▶ _Exercise_
Report all lines in the records that hold the string "returned".

== Source material ==

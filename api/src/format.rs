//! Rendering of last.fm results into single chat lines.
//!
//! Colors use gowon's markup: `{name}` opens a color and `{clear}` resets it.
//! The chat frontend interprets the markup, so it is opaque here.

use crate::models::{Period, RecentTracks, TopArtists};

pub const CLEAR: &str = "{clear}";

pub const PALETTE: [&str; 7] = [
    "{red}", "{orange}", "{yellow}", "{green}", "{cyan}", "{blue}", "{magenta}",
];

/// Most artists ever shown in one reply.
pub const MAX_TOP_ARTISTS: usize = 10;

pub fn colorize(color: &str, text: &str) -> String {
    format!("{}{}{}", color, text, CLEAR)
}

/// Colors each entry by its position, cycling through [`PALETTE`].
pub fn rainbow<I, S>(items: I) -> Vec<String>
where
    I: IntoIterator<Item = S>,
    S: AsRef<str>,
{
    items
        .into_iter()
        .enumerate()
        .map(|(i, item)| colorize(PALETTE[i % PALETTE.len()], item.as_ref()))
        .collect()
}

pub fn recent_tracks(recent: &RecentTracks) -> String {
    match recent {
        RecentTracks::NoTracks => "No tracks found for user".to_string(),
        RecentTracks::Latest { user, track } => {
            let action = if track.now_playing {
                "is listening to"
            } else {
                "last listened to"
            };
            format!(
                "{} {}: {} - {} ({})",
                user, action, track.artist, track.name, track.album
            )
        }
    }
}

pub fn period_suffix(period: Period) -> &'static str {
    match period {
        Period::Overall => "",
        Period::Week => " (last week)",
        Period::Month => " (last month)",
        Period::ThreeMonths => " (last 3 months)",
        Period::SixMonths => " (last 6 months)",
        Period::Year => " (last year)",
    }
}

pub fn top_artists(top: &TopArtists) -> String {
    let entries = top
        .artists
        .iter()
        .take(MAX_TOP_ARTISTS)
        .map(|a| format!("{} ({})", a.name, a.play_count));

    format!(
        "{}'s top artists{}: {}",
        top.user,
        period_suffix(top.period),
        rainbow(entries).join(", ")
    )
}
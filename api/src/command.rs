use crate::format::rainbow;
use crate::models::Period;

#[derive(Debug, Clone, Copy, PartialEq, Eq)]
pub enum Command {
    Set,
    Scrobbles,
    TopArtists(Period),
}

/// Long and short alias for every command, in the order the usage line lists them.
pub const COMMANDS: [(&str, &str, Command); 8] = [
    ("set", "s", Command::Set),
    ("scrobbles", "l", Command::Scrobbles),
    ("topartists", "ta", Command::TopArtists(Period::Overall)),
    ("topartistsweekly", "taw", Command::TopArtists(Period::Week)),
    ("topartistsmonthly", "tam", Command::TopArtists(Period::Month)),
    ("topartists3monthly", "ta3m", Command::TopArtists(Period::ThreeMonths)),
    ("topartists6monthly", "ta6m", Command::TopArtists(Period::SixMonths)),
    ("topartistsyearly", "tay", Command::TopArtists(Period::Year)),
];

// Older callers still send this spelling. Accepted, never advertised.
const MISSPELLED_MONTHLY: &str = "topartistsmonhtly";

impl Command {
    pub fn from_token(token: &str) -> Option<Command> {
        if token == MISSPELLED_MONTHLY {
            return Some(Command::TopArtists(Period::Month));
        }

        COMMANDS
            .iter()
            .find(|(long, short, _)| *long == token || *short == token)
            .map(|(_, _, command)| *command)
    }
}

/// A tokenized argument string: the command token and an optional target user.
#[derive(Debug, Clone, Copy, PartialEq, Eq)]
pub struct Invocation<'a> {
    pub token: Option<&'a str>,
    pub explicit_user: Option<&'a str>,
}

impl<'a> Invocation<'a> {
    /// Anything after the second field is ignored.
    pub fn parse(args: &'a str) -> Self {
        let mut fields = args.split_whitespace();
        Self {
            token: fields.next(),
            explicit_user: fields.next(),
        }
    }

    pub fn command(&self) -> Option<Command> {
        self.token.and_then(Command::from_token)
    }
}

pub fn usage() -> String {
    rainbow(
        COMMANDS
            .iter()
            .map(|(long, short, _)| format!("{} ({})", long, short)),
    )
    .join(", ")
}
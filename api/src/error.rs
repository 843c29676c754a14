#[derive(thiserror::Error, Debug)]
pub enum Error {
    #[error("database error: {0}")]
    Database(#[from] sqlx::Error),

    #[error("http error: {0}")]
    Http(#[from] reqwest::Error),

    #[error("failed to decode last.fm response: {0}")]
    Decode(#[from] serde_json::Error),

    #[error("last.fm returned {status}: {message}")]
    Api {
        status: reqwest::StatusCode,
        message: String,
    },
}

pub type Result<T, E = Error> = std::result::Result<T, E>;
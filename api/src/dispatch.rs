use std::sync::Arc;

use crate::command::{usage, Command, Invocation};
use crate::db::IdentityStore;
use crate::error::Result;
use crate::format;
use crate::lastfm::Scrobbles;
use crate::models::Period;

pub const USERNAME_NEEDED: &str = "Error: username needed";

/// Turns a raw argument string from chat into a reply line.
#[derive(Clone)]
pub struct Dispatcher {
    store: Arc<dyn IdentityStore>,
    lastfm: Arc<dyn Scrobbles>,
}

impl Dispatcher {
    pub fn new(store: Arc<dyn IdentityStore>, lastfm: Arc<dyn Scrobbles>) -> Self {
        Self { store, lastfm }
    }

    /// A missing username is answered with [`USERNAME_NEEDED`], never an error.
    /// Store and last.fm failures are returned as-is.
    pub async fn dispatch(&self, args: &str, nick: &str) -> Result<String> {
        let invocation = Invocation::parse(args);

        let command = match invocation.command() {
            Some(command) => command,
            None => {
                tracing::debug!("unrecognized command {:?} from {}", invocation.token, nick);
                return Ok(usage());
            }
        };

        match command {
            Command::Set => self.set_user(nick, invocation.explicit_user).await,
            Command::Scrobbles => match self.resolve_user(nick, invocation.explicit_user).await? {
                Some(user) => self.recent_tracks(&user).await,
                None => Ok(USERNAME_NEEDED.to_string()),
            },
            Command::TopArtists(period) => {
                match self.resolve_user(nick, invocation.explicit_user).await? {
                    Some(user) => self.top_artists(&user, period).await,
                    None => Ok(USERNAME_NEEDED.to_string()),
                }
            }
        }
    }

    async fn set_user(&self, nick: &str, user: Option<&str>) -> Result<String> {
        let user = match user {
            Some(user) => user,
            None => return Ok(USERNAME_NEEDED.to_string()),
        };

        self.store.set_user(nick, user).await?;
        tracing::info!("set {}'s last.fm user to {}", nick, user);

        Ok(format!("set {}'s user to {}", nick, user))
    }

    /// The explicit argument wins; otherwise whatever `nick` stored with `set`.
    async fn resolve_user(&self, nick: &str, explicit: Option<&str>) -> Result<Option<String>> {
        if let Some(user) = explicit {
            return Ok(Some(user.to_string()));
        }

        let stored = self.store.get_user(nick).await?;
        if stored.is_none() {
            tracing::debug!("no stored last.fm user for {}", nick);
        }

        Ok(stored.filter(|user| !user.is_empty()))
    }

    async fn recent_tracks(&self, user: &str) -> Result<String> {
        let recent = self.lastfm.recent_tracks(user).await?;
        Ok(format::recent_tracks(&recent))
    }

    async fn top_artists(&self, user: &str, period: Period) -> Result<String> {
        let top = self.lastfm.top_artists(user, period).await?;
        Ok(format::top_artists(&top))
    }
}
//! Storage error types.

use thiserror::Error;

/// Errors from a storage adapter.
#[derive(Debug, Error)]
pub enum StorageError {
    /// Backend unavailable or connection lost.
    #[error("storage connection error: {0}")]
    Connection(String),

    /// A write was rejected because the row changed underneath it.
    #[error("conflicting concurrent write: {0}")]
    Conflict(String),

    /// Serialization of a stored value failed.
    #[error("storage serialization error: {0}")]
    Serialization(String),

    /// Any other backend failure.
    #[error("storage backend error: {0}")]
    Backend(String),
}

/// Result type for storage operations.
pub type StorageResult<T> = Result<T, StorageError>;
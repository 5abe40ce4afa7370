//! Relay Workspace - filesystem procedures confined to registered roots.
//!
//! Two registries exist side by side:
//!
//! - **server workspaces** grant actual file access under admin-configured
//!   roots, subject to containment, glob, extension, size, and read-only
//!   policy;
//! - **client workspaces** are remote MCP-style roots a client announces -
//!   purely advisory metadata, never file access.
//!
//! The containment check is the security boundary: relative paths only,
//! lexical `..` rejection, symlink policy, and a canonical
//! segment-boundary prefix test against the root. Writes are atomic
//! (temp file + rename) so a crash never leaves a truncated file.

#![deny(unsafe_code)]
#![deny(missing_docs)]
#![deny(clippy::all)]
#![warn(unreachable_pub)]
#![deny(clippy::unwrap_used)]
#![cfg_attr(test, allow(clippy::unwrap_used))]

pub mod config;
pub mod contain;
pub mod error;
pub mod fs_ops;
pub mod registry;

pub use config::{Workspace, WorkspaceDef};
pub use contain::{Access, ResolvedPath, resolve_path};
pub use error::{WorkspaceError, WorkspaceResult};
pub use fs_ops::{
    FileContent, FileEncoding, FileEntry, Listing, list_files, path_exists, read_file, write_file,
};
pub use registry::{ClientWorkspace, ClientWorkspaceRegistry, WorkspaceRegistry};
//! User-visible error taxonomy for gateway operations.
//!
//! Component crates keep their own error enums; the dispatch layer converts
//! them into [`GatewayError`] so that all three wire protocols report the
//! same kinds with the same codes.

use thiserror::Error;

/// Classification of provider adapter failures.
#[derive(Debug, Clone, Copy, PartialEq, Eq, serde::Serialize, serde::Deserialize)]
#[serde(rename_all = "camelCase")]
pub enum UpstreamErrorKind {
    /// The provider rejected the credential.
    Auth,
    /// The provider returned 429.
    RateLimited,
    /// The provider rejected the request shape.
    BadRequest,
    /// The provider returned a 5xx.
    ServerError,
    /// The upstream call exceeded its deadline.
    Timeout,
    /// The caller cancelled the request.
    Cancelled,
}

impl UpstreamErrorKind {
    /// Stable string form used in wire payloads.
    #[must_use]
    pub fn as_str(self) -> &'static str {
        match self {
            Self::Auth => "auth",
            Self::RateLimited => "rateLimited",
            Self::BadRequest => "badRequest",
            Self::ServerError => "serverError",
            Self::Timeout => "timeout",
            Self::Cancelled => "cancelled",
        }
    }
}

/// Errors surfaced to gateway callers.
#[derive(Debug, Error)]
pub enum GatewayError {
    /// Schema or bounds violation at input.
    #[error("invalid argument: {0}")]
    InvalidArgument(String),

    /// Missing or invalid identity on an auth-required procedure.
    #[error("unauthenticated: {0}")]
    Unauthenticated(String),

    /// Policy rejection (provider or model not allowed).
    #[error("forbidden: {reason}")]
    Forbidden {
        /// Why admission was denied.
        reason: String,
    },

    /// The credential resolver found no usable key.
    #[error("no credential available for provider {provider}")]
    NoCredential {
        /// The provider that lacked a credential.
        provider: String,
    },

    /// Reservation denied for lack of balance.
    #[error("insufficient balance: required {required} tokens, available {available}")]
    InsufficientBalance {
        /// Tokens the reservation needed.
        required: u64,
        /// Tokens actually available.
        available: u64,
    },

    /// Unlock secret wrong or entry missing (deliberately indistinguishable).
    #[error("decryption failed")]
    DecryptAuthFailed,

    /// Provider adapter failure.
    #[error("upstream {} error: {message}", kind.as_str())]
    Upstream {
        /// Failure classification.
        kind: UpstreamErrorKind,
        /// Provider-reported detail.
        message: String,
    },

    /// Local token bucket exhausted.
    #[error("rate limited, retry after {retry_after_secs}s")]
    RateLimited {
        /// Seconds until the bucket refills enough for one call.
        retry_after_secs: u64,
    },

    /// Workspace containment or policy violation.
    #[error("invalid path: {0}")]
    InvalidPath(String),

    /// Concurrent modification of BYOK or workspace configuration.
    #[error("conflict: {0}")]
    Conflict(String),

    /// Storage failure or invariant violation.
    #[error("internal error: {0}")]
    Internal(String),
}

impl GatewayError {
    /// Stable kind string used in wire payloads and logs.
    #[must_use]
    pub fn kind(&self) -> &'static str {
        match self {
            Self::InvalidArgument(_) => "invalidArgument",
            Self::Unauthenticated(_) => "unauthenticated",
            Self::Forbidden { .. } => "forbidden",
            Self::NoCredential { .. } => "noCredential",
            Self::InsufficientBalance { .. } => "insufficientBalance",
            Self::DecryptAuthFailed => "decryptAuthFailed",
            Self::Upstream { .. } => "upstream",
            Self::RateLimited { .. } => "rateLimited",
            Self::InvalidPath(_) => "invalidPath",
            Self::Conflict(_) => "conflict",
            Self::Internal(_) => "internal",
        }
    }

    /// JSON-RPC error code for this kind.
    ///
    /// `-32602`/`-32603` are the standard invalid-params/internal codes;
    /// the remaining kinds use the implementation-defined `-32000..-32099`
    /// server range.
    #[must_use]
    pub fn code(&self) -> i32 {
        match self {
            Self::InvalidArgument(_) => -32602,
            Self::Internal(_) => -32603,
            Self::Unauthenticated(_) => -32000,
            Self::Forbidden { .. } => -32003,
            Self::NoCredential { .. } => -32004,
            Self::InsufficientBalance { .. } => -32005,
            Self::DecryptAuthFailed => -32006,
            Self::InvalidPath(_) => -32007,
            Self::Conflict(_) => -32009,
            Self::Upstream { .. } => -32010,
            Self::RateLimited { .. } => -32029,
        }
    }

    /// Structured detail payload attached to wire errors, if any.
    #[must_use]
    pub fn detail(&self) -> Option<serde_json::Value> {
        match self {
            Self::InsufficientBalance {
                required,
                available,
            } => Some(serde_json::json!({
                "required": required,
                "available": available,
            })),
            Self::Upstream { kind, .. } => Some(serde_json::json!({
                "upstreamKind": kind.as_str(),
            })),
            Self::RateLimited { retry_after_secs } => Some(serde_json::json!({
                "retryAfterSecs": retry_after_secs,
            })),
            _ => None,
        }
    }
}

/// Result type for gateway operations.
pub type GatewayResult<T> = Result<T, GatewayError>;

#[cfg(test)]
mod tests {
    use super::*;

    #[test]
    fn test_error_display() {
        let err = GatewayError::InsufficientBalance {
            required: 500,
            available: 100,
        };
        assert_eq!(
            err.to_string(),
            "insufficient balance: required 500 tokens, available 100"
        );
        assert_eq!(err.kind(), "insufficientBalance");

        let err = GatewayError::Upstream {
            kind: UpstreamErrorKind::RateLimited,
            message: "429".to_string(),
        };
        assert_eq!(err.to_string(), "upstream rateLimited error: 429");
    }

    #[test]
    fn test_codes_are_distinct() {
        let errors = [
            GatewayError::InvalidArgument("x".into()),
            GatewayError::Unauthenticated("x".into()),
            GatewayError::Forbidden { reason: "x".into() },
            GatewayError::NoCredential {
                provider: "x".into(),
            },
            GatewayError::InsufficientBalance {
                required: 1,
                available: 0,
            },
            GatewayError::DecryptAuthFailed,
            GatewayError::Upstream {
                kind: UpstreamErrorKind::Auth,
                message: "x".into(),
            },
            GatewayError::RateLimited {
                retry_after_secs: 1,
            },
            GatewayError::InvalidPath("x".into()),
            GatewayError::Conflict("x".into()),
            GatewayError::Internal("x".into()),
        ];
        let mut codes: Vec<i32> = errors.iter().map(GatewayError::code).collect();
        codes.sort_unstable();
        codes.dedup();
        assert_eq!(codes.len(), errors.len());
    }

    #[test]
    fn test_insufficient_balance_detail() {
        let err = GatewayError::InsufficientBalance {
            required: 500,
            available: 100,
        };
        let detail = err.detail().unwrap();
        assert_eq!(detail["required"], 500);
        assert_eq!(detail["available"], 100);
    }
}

===

▶ _Response area_
    #[error("last.fm returned {status}: {message}")]
    /// Store and last.fm failures are returned as-is.
    /// The provider returned 429.
    /// The provider returned a 5xx.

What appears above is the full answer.